BRIEF: The number needed is how many lines of the data hold the string "Option". Give that number and nothing more.

TASK MATERIAL:
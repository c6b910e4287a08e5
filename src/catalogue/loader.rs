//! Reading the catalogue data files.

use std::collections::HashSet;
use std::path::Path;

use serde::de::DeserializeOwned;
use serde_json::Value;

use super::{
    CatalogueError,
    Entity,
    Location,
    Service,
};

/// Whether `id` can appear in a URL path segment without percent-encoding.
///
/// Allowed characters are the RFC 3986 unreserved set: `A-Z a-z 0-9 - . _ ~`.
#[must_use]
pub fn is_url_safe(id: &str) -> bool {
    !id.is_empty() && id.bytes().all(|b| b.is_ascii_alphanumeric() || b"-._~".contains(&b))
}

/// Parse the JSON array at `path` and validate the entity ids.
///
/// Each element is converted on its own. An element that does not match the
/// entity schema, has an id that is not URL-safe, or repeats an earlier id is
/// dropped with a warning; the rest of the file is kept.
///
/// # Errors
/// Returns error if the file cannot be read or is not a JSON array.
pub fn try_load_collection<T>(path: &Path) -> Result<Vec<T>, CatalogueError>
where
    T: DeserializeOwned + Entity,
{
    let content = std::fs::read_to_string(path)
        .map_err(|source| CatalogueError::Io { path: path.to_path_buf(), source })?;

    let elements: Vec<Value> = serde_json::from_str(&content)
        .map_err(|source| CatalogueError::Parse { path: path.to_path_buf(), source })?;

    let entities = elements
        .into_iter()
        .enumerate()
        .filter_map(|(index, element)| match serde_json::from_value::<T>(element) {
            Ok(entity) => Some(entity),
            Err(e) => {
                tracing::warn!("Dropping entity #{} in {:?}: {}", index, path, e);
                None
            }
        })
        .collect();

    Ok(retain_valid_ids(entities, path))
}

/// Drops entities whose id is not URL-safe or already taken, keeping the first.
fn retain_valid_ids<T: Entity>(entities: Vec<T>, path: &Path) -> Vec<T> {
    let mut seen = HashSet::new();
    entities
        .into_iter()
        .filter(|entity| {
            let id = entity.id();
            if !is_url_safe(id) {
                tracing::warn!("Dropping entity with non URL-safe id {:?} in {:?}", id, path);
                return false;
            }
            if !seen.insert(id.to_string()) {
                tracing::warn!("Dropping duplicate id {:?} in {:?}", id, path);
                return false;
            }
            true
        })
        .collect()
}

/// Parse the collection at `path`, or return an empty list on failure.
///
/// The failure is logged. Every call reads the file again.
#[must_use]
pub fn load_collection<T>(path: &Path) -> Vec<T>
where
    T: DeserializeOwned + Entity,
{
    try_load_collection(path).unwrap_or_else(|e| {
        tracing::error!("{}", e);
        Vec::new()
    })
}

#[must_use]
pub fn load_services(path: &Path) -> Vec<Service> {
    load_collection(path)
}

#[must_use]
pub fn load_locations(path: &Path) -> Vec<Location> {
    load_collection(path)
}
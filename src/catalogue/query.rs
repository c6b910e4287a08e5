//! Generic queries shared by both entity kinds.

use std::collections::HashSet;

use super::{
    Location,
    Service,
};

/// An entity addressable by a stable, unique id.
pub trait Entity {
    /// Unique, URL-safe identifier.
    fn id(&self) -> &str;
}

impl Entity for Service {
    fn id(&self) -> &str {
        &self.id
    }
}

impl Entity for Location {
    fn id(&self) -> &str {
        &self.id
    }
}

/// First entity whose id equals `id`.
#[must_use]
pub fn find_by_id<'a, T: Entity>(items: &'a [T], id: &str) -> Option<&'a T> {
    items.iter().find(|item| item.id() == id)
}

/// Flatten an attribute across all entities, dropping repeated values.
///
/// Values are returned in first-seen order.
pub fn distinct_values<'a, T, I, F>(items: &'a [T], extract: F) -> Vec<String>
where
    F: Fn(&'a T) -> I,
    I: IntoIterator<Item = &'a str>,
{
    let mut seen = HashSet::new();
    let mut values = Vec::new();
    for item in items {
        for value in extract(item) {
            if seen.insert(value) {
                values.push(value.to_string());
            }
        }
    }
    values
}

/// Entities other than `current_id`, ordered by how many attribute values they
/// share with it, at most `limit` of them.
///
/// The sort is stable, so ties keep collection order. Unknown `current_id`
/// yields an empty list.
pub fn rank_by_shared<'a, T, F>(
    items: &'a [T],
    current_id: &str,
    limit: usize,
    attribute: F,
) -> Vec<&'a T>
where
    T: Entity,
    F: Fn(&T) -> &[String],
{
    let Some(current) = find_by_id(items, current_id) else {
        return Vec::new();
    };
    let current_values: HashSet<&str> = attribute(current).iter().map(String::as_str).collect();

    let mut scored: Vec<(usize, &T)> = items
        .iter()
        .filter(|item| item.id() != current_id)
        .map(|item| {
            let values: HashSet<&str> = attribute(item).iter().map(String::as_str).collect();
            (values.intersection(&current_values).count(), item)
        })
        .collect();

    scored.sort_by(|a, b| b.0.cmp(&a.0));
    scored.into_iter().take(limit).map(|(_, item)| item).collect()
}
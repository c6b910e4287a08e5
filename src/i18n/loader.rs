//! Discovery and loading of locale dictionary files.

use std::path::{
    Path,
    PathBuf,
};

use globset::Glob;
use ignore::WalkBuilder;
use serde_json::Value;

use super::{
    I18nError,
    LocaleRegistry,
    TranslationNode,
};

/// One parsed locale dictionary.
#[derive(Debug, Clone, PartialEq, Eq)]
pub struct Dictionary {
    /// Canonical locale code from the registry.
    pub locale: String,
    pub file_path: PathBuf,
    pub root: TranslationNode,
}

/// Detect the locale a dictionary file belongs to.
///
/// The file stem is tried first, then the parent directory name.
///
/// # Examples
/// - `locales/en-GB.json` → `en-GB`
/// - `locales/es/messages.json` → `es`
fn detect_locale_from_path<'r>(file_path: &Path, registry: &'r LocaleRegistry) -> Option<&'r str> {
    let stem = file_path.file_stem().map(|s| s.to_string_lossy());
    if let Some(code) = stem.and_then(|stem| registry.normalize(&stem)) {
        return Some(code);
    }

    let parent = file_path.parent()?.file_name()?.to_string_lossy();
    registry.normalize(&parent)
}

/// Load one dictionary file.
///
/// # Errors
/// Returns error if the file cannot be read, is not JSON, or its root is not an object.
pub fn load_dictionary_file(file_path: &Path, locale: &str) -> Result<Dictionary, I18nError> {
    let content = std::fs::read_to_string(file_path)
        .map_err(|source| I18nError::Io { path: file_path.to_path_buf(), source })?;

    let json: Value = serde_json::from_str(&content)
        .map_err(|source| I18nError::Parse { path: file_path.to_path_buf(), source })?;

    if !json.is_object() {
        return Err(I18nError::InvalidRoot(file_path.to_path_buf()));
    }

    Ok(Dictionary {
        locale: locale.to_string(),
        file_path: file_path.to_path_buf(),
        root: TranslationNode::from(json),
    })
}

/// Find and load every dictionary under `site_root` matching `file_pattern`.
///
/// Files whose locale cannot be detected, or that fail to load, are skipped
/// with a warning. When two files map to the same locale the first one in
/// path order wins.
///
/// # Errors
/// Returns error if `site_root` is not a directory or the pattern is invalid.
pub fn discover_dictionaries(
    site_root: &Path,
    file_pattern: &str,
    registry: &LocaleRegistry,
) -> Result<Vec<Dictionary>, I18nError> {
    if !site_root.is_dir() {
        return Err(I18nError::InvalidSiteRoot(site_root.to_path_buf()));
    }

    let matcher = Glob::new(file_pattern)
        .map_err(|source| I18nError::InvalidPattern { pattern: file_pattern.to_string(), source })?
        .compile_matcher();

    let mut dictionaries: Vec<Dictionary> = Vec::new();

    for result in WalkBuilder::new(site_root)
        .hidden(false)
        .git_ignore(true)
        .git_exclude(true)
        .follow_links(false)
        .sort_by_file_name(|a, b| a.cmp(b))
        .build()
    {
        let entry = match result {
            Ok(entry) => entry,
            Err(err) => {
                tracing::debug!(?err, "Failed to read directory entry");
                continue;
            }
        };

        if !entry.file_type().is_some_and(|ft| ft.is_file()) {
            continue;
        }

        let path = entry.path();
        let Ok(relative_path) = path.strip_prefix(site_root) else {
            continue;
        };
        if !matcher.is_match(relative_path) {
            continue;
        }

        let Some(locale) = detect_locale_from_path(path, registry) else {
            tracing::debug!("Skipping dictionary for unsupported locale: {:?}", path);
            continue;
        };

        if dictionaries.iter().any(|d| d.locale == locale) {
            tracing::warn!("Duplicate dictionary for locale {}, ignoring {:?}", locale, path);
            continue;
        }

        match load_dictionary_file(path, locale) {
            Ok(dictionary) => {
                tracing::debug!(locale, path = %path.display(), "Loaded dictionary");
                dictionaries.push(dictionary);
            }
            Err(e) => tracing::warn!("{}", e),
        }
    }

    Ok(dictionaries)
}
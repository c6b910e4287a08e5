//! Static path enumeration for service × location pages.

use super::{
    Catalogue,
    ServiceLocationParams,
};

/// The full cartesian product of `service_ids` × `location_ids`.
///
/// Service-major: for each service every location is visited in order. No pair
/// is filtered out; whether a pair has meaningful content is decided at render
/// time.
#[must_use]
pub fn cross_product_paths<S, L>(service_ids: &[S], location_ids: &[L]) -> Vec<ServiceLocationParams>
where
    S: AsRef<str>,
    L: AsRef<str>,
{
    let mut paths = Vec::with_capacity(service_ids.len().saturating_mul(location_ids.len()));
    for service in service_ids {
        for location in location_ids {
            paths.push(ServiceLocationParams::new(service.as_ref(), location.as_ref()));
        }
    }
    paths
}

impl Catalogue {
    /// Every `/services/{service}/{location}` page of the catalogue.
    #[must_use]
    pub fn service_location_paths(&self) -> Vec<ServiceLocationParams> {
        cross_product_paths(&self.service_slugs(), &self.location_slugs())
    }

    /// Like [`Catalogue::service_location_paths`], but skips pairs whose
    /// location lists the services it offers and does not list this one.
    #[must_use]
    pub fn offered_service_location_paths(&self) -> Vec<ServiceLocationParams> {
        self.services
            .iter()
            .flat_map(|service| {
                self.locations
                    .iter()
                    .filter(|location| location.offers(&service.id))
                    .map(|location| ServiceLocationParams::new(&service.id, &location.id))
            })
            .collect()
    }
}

ANSWER TO THIS TASK: 2